Gallatin Valley Land Trust (GVLT) is pleased to announce the completion of a new conservation easement in partnership with the Bos Family. Ron and Janice Bos founded Bos Hay & Grain, a large crop production agriculture business that produces hay and grain throughout the Gallatin Valley. Earlier this year, they partnered with GVLT to complete a conservation easement on their own 300-acre farm located in the historic Gooch Hill area.

Ron and Janice have been a hardworking part of the agricultural community in the Valley since their grandparents emigrated from the Netherlands to Montana in the early 1900’s. They began farming in 1965 and established Bos Hay & Grain in 2002 with their son, Craig. That same year, Ron and Janice purchased the 300-acre property from the Hanks family, which is part of their larger farming operation. The majority of the hay that Bos Hay and Grain produces is distributed within a 200-mile radius of the Gallatin Valley to feed Montana livestock. They also raise wheat, barley, and canola.  The company is staffed year-round with 10 employees and an additional 10-15 seasonal employees during harvest.

“Farms are only as good as the people working for them, and we have good people,” Ron said.

Craig and his wife, Allison, plan on continuing the family farming tradition as they own and operate Bos Hay & Grain.  They intend to steward the scenic and wildlife habitat values of the 300-acre property while keeping it in agricultural production.
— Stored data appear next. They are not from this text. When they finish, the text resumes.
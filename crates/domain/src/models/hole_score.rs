//! Gross strokes recorded for a single hole.

use serde::{Deserialize, Serialize};
use std::fmt;

use crate::error::DomainError;

/// Lowest strokes that can be recorded on a hole.
pub const MIN_HOLE_SCORE: i32 = 1;

/// Highest strokes that can be recorded on a hole.
pub const MAX_HOLE_SCORE: i32 = 9;

/// Strokes taken on one hole, or `None` when the player picked up the ball.
#[derive(Debug, Clone, Copy, PartialEq, Eq, Hash, Serialize, Deserialize)]
#[serde(try_from = "Option<i32>", into = "Option<u8>")]
pub struct HoleScore(Option<u8>);

impl HoleScore {
    pub fn new(strokes: Option<i32>) -> Result<Self, DomainError> {
        match strokes {
            None => Ok(Self(None)),
            Some(value) if (MIN_HOLE_SCORE..=MAX_HOLE_SCORE).contains(&value) => {
                Ok(Self(Some(value as u8)))
            }
            Some(value) => Err(DomainError::invalid_value(
                "hole score",
                value,
                format!(
                    "Must be between {} and {}, or empty when the ball was picked up",
                    MIN_HOLE_SCORE, MAX_HOLE_SCORE
                ),
            )),
        }
    }

    pub fn picked_up() -> Self {
        Self(None)
    }

    pub fn strokes(&self) -> Option<u8> {
        self.0
    }

    pub fn is_picked_up(&self) -> bool {
        self.0.is_none()
    }
}

impl TryFrom<Option<i32>> for HoleScore {
    type Error = DomainError;

    fn try_from(value: Option<i32>) -> Result<Self, Self::Error> {
        Self::new(value)
    }
}

impl From<HoleScore> for Option<u8> {
    fn from(score: HoleScore) -> Self {
        score.0
    }
}

impl fmt::Display for HoleScore {
    fn fmt(&self, f: &mut fmt::Formatter<'_>) -> fmt::Result {
        match self.0 {
            Some(strokes) => write!(f, "{}", strokes),
            None => write!(f, "-"),
        }
    }
}
//! Domain models for Ryder Cup Manager.

pub mod allowance_percentage;
pub mod handicap_mode;
pub mod hole_score;
pub mod invitation;
pub mod invitation_status;
pub mod match_format;
pub mod round;
pub mod round_status;
pub mod session_type;
pub mod status;

pub use allowance_percentage::AllowancePercentage;
pub use handicap_mode::HandicapMode;
pub use hole_score::HoleScore;
pub use invitation::{Invitation, InvitationRecord, NewInvitation};
pub use invitation_status::InvitationStatus;
pub use match_format::MatchFormat;
pub use round::{MatchRef, NewRound, Round, RoundRecord};
pub use round_status::RoundStatus;
pub use session_type::SessionType;
pub use status::StatusLifecycle;
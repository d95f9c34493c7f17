//! Logging initialization and configuration.
//!
//! Logs go to stderr; stdout is reserved for command output.

use tracing_subscriber::{
    fmt::{self, format::FmtSpan},
    layer::SubscriberExt,
    util::SubscriberInitExt,
    EnvFilter,
};

use crate::config::LoggingConfig;

/// Initializes the logging subsystem based on configuration.
pub fn init_logging(config: &LoggingConfig) {
    let env_filter =
        EnvFilter::try_from_default_env().unwrap_or_else(|_| EnvFilter::new(&config.level));

    let subscriber = tracing_subscriber::registry().with(env_filter);

    match config.format.as_str() {
        "json" => {
            let json_layer = fmt::layer()
                .json()
                .with_span_events(FmtSpan::CLOSE)
                .with_current_span(true)
                .with_target(true)
                .with_writer(std::io::stderr);
            subscriber.with(json_layer).init();
        }
        _ => {
            let pretty_layer = fmt::layer()
                .pretty()
                .with_span_events(FmtSpan::CLOSE)
                .with_target(true)
                .with_writer(std::io::stderr);
            subscriber.with(pretty_layer).init();
        }
    }
}
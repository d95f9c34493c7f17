//! Domain error types.

use thiserror::Error;

/// Errors raised while constructing or transitioning domain values.
#[derive(Debug, Clone, PartialEq, Eq, Error)]
pub enum DomainError {
    /// A status or scalar was built from an unrecognized string or an out-of-range number.
    #[error("Invalid {kind}: {value}. {reason}")]
    InvalidValue {
        kind: &'static str,
        value: String,
        reason: String,
    },

    /// A command asked for a status the current status cannot reach.
    #[error(
        "Invalid {kind} transition from {from} to {to} (allowed: {})",
        display_allowed(.allowed)
    )]
    InvalidTransition {
        kind: &'static str,
        from: String,
        to: String,
        allowed: Vec<String>,
    },

    /// Field-level validation of an entity input failed.
    #[error("Validation error: {0}")]
    Validation(String),
}

impl DomainError {
    pub(crate) fn invalid_value(
        kind: &'static str,
        value: impl ToString,
        reason: impl Into<String>,
    ) -> Self {
        DomainError::InvalidValue {
            kind,
            value: value.to_string(),
            reason: reason.into(),
        }
    }

    /// Returns true if this error reports an illegal status transition.
    pub fn is_invalid_transition(&self) -> bool {
        matches!(self, DomainError::InvalidTransition { .. })
    }
}

fn display_allowed(allowed: &[String]) -> String {
    if allowed.is_empty() {
        "none".to_string()
    } else {
        allowed.join(", ")
    }
}

impl From<validator::ValidationErrors> for DomainError {
    fn from(errors: validator::ValidationErrors) -> Self {
        let mut details: Vec<String> = errors
            .field_errors()
            .iter()
            .flat_map(|(field, errors)| {
                errors.iter().map(move |e| {
                    let message = e
                        .message
                        .clone()
                        .map(|m| m.to_string())
                        .unwrap_or_else(|| e.code.to_string());
                    format!("{}: {}", field, message)
                })
            })
            .collect();
        details.sort();

        DomainError::Validation(details.join("; "))
    }
}
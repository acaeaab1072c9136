use crate::error::ValidationError;
use chrono::{DateTime, Utc};
use log::{debug, warn};
use serde::{Deserialize, Serialize};
use serde_json::Value;
use std::collections::BTreeMap;

/// Attendee name -> rank (1 = best) within one category.
pub type CategoryRanks = BTreeMap<String, i32>;

/// One attendee's ballot across every category.
#[derive(Debug, Clone, PartialEq, Serialize, Deserialize)]
#[serde(rename_all = "camelCase")]
pub struct RankingSubmission {
    pub submitted_by: String,
    #[serde(default, skip_serializing_if = "Option::is_none")]
    pub timestamp: Option<DateTime<Utc>>,
    pub rankings: BTreeMap<String, CategoryRanks>,
}

impl RankingSubmission {
    pub fn new(submitted_by: impl Into<String>, timestamp: DateTime<Utc>) -> Self {
        Self {
            submitted_by: submitted_by.into(),
            timestamp: Some(timestamp),
            rankings: BTreeMap::new(),
        }
    }

    #[cfg(test)]
    pub fn with_category<'a>(
        mut self,
        category: &str,
        ranks: impl IntoIterator<Item = (&'a str, i32)>,
    ) -> Self {
        self.rankings.insert(
            category.to_string(),
            ranks
                .into_iter()
                .map(|(attendee, rank)| (attendee.to_string(), rank))
                .collect(),
        );
        self
    }

    pub fn rank_of(&self, category: &str, attendee: &str) -> Option<i32> {
        self.rankings.get(category)?.get(attendee).copied()
    }

    /// Validates a loosely shaped JSON ballot.
    ///
    /// `submittedBy` and `rankings` are mandatory. Inside `rankings`, category
    /// entries that are not objects and ranks that are not integers are dropped
    /// rather than rejected. A missing or unparseable `timestamp` is left unset.
    pub fn from_value(value: &Value) -> Result<Self, ValidationError> {
        let submitted_by = value
            .get("submittedBy")
            .and_then(Value::as_str)
            .filter(|name| !name.is_empty())
            .ok_or(ValidationError::MissingField("submittedBy"))?;

        let raw_rankings = value
            .get("rankings")
            .and_then(Value::as_object)
            .ok_or(ValidationError::MissingField("rankings"))?;

        let mut rankings = BTreeMap::new();
        for (category, entries) in raw_rankings {
            let Some(entries) = entries.as_object() else {
                debug!("Skipping non-object rankings for category {}", category);
                continue;
            };

            let ranks: CategoryRanks = entries
                .iter()
                .filter_map(|(attendee, rank)| match integer_rank(rank) {
                    Some(rank) => Some((attendee.clone(), rank)),
                    None => {
                        debug!("Skipping non-integer rank for {} in {}: {}", attendee, category, rank);
                        None
                    }
                })
                .collect();
            rankings.insert(category.clone(), ranks);
        }

        let timestamp = value
            .get("timestamp")
            .and_then(Value::as_str)
            .and_then(|raw| DateTime::parse_from_rfc3339(raw).ok())
            .map(|dt| dt.with_timezone(&Utc));

        Ok(Self {
            submitted_by: submitted_by.to_string(),
            timestamp,
            rankings,
        })
    }
}

fn integer_rank(value: &Value) -> Option<i32> {
    let n = match value.as_i64() {
        Some(n) => n,
        None => {
            let f = value.as_f64()?;
            if f.fract() != 0.0 {
                return None;
            }
            f as i64
        }
    };
    i32::try_from(n).ok()
}

/// Validated copies of the stored ballots, for feeding the calculators.
/// Elements that fail validation are skipped; the stored list is not touched.
pub fn parse_submission_list(items: &[Value]) -> Vec<RankingSubmission> {
    items
        .iter()
        .enumerate()
        .filter_map(|(i, item)| match RankingSubmission::from_value(item) {
            Ok(submission) => Some(submission),
            Err(e) => {
                warn!("Skipping stored submission #{}: {}", i, e);
                None
            }
        })
        .collect()
}
use crate::models::{RankingSubmission, Roster};
use crate::voting::{mean, CategoryRanking};

/// Orders the roster by average rank within one category, best first.
///
/// With no submissions at all every attendee is returned unranked (average 0,
/// rank 0) in roster order. Otherwise each attendee's average is taken over
/// the submissions that actually rank them; an attendee nobody ranked averages
/// 0 and therefore sorts ahead of everyone else. Ties keep roster order and
/// still receive distinct consecutive ranks.
pub fn calculate_category_rankings(
    roster: &Roster,
    submissions: &[RankingSubmission],
    category_key: &str,
) -> Vec<CategoryRanking> {
    if submissions.is_empty() {
        return roster
            .attendees
            .iter()
            .map(|attendee| CategoryRanking {
                attendee: attendee.clone(),
                average_rank: 0.0,
                rank: 0,
            })
            .collect();
    }

    let mut rankings: Vec<CategoryRanking> = roster
        .attendees
        .iter()
        .map(|attendee| {
            let ranks = submissions
                .iter()
                .filter_map(|submission| submission.rank_of(category_key, attendee))
                .map(f64::from);
            CategoryRanking {
                attendee: attendee.clone(),
                average_rank: mean(ranks),
                rank: 0, // Will set after sorting
            }
        })
        .collect();

    // sort_by is stable, so equal averages keep roster order
    rankings.sort_by(|a, b| a.average_rank.total_cmp(&b.average_rank));

    for (i, ranking) in rankings.iter_mut().enumerate() {
        ranking.rank = i + 1;
    }

    rankings
}

#[cfg(test)]
mod tests {
    use super::*;
    use chrono::{TimeZone, Utc};

    fn roster(names: &[&str]) -> Roster {
        crate::models::DEFAULT_ROSTER.with_attendees(names.iter().map(|n| n.to_string()).collect())
    }

    fn ballot(by: &str, golf: &[(&str, i32)]) -> RankingSubmission {
        let at = Utc.with_ymd_and_hms(2025, 3, 14, 12, 0, 0).unwrap();
        RankingSubmission::new(by, at).with_category("golf", golf.iter().copied())
    }

    fn summary(rankings: &[CategoryRanking]) -> Vec<(&str, f64, usize)> {
        rankings
            .iter()
            .map(|r| (r.attendee.as_str(), r.average_rank, r.rank))
            .collect()
    }

    #[test]
    fn single_ballot_is_reproduced() {
        let roster = roster(&["Alice", "Bob", "Carol"]);
        let submissions = vec![ballot("Alice", &[("Alice", 1), ("Bob", 2), ("Carol", 3)])];

        let rankings = calculate_category_rankings(&roster, &submissions, "golf");
        assert_eq!(
            summary(&rankings),
            vec![("Alice", 1.0, 1), ("Bob", 2.0, 2), ("Carol", 3.0, 3)]
        );
    }

    #[test]
    fn no_submissions_leaves_everyone_unranked_in_roster_order() {
        let roster = roster(&["Carol", "Alice", "Bob"]);
        let rankings = calculate_category_rankings(&roster, &[], "golf");
        assert_eq!(
            summary(&rankings),
            vec![("Carol", 0.0, 0), ("Alice", 0.0, 0), ("Bob", 0.0, 0)]
        );
    }

    #[test]
    fn averages_ranks_across_ballots() {
        let roster = roster(&["A", "B"]);
        let submissions = vec![
            ballot("A", &[("A", 1), ("B", 2)]),
            ballot("B", &[("A", 3), ("B", 1)]),
        ];

        let rankings = calculate_category_rankings(&roster, &submissions, "golf");
        let a = rankings.iter().find(|r| r.attendee == "A").unwrap();
        let b = rankings.iter().find(|r| r.attendee == "B").unwrap();
        assert_eq!(a.average_rank, 2.0);
        assert_eq!(b.average_rank, 1.5);
        assert!(b.rank < a.rank);
    }

    #[test]
    fn ties_get_distinct_ranks_in_roster_order() {
        let roster = roster(&["Xavier", "Yara", "Zoe"]);
        let submissions = vec![
            ballot("Xavier", &[("Zoe", 1), ("Yara", 2), ("Xavier", 3)]),
            ballot("Yara", &[("Zoe", 3), ("Yara", 2), ("Xavier", 1)]),
        ];

        let rankings = calculate_category_rankings(&roster, &submissions, "golf");
        // Everyone averages 2.0; roster order decides.
        assert_eq!(
            summary(&rankings),
            vec![("Xavier", 2.0, 1), ("Yara", 2.0, 2), ("Zoe", 2.0, 3)]
        );
    }

    #[test]
    fn missing_entries_only_count_where_present() {
        let roster = roster(&["Alice", "Bob", "Carol"]);
        let submissions = vec![
            ballot("Alice", &[("Alice", 2), ("Bob", 1), ("Carol", 3)]),
            ballot("Bob", &[("Alice", 1), ("Bob", 2)]),
            // No golf map at all.
            RankingSubmission::new("Carol", Utc::now()).with_category("athleticism", [("Carol", 1)]),
        ];

        let rankings = calculate_category_rankings(&roster, &submissions, "golf");
        let carol = rankings.iter().find(|r| r.attendee == "Carol").unwrap();
        assert_eq!(carol.average_rank, 3.0);
        assert_eq!(carol.rank, 3);
        assert_eq!(rankings[0].average_rank, 1.5);
    }

    #[test]
    fn attendee_nobody_ranked_sorts_first() {
        let roster = roster(&["Alice", "Bob", "Dave"]);
        let submissions = vec![ballot("Alice", &[("Alice", 1), ("Bob", 2)])];

        let rankings = calculate_category_rankings(&roster, &submissions, "golf");
        assert_eq!(
            summary(&rankings),
            vec![("Dave", 0.0, 1), ("Alice", 1.0, 2), ("Bob", 2.0, 3)]
        );
    }

    #[test]
    fn unknown_names_are_ignored() {
        let roster = roster(&["Alice", "Bob"]);
        let submissions = vec![ballot("Alice", &[("Mallory", 1), ("Alice", 2), ("Bob", 3)])];

        let rankings = calculate_category_rankings(&roster, &submissions, "golf");
        assert_eq!(rankings.len(), 2);
        assert!(rankings.iter().all(|r| r.attendee != "Mallory"));
    }

    #[test]
    fn output_has_one_row_per_attendee_and_is_repeatable() {
        let roster = roster(&["A", "B", "C", "D"]);
        let submissions = vec![
            ballot("A", &[("A", 4), ("B", 3), ("C", 2), ("D", 1)]),
            ballot("B", &[("A", 1), ("C", 2)]),
        ];

        let first = calculate_category_rankings(&roster, &submissions, "golf");
        let second = calculate_category_rankings(&roster, &submissions, "golf");
        assert_eq!(first.len(), 4);
        assert_eq!(first, second);

        let mut ranks: Vec<usize> = first.iter().map(|r| r.rank).collect();
        ranks.sort_unstable();
        assert_eq!(ranks, vec![1, 2, 3, 4]);
    }
}
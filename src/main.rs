mod config;
mod db;
mod error;
mod handlers;
mod models;
mod voting;

use config::Config;
use handlers::AppState;
use log::{error, info};
use tokio::net::TcpListener;

#[tokio::main]
async fn main() {
    // Initialize logging
    dotenvy::dotenv().ok();
    env_logger::init();

    let config = match Config::from_env() {
        Ok(config) => config,
        Err(e) => {
            error!("Invalid configuration: {}", e);
            return;
        }
    };

    let store = match db::connect(&config.backend).await {
        Ok(store) => store,
        Err(e) => {
            error!("Failed to initialize store: {}", e);
            return;
        }
    };
    info!(
        "Using {} store; ranking {} attendees across {} categories",
        store.backend_tag(),
        config.roster.attendees.len(),
        config.roster.categories.len()
    );

    let app = handlers::router(AppState::new(store, config.roster));

    let listener = match TcpListener::bind(config.bind_addr).await {
        Ok(listener) => listener,
        Err(e) => {
            error!("Failed to bind {}: {}", config.bind_addr, e);
            return;
        }
    };
    info!("Listening on {}", config.bind_addr);

    if let Err(why) = axum::serve(listener, app)
        .with_graceful_shutdown(shutdown_signal())
        .await
    {
        error!("Server error: {:?}", why);
    }
}

async fn shutdown_signal() {
    if let Err(e) = tokio::signal::ctrl_c().await {
        error!("Failed to listen for shutdown signal: {}", e);
    }
    info!("Shutting down");
}
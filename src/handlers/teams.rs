use crate::db::{self, TEAMS_KEY};
use crate::error::ApiError;
use crate::handlers::AppState;
use crate::models::TeamsData;
use axum::extract::rejection::JsonRejection;
use axum::extract::State;
use axum::Json;
use chrono::Utc;
use log::{error, info, warn};
use serde::Serialize;
use serde_json::Value;

#[derive(Debug, Serialize)]
#[serde(rename_all = "camelCase")]
pub struct SaveTeamsResponse {
    pub success: bool,
    pub write_success: bool,
    pub teams: TeamsData,
}

// Never fails: clients always get something to render.
pub async fn get_teams(State(state): State<AppState>) -> Json<TeamsData> {
    match db::load_teams(state.store.as_ref()).await {
        Ok(Some(teams)) => Json(teams),
        Ok(None) => Json(TeamsData::defaults()),
        Err(e) => {
            warn!("Error fetching teams, returning defaults: {}", e);
            Json(TeamsData::defaults())
        }
    }
}

pub async fn save_teams(
    State(state): State<AppState>,
    payload: Result<Json<Value>, JsonRejection>,
) -> Result<Json<SaveTeamsResponse>, ApiError> {
    let Json(payload) = payload.map_err(|e| {
        warn!("Rejected teams body: {}", e);
        ApiError::BadRequest("Missing or invalid teams array".to_string())
    })?;
    let teams = TeamsData {
        teams: TeamsData::parse_teams(&payload)?,
        last_updated: Some(Utc::now()),
    };

    let write_success = match db::save(state.store.as_ref(), TEAMS_KEY, &teams).await {
        Ok(()) => {
            info!("Saved team names");
            true
        }
        Err(e) => {
            error!("Error writing teams: {}", e);
            false
        }
    };

    Ok(Json(SaveTeamsResponse {
        success: true,
        write_success,
        teams,
    }))
}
Over the years, the Bos family has watched as land that they leased was developed before their eyes. Ron and Janice can now retire knowing that their land will remain in agricultural production forever.

“The easement was a tool for our family succession planning,” Craig said. “We are thankful for the opportunity to continue agriculture in the Gallatin Valley.”

“The Bos family is so passionate about this land and passing their legacy onto the next generation of Bos farmers,” said GVLT Lands Program Manager Chad Klinkenborg. “The agricultural, scenic, wildlife, and historical values that dominate the Gooch Hill area are unparalleled in the Gallatin Valley. Conserving the working farms that remain is a tangible way to honor this landscape’s rich agricultural heritage while guiding sustainable development and shaping our valley’s future.”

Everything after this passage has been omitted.